GIVEN DATA START

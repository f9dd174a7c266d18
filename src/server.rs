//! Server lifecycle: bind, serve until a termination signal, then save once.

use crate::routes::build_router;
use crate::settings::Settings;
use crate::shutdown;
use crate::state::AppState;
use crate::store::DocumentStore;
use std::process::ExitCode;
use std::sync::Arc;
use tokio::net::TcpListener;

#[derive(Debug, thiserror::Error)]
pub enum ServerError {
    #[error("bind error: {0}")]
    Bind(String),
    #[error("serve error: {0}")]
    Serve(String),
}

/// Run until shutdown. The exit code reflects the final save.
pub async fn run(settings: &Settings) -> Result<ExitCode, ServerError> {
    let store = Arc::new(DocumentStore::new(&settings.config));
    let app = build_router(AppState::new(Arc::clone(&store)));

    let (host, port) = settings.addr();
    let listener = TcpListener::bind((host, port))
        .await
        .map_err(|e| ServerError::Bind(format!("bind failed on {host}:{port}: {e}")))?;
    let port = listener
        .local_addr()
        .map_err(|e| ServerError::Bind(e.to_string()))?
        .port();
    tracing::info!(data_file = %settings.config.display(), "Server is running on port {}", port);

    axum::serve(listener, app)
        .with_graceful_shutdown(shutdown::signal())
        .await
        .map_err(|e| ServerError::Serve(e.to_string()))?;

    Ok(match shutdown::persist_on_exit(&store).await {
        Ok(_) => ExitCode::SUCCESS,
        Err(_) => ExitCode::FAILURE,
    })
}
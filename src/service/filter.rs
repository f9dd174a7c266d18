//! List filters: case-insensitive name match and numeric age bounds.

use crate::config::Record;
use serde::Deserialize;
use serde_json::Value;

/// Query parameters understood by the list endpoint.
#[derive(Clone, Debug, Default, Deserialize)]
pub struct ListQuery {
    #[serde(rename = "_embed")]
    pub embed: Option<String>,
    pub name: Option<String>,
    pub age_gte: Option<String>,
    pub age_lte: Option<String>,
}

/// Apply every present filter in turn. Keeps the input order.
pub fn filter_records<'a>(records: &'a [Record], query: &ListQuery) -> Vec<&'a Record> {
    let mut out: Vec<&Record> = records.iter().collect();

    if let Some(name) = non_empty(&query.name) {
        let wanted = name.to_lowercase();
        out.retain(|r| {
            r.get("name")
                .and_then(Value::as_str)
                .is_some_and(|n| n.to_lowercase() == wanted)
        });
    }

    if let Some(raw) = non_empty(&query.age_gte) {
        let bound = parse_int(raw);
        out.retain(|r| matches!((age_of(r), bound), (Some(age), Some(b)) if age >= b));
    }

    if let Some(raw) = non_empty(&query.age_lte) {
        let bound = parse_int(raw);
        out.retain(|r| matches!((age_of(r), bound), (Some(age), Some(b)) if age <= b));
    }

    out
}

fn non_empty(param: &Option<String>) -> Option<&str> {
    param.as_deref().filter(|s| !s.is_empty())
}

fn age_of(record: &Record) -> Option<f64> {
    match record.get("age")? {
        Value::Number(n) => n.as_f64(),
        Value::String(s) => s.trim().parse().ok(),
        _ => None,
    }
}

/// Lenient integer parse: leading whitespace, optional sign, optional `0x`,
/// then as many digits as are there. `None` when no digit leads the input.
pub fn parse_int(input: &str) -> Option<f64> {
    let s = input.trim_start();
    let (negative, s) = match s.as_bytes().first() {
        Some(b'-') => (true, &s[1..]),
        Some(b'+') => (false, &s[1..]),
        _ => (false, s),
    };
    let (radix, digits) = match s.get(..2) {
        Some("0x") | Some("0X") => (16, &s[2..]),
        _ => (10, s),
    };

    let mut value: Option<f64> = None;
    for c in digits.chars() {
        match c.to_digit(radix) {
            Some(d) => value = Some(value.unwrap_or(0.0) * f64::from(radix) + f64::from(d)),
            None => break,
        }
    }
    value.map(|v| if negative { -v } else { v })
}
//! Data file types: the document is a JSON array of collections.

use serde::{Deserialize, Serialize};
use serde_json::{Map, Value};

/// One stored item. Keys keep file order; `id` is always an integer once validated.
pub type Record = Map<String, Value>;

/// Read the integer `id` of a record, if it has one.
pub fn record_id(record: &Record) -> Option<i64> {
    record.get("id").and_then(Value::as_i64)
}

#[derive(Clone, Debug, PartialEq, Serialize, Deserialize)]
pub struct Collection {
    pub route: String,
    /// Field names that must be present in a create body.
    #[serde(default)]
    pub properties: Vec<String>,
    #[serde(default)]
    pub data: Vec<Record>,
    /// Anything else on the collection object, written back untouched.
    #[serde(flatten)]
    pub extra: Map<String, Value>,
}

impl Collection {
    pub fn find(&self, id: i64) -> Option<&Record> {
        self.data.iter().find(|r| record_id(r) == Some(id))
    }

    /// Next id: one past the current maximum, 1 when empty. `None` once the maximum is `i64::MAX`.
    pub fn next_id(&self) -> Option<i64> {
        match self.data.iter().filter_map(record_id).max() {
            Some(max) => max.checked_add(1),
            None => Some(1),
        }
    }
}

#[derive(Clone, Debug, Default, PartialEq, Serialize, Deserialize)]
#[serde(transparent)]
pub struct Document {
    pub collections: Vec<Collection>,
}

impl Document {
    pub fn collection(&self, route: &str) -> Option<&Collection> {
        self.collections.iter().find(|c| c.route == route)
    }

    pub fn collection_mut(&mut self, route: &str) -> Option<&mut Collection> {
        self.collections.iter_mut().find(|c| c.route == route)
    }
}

GIVEN DATA END

## THE PROBLEM:
Working from the entries above, filter out every line that lacks "PartialEq" and copy what remains.

## FINISHED EXERCISE:
#[derive(Clone, Debug, PartialEq, Serialize, Deserialize)]
#[derive(Clone, Debug, Default, PartialEq, Serialize, Deserialize)]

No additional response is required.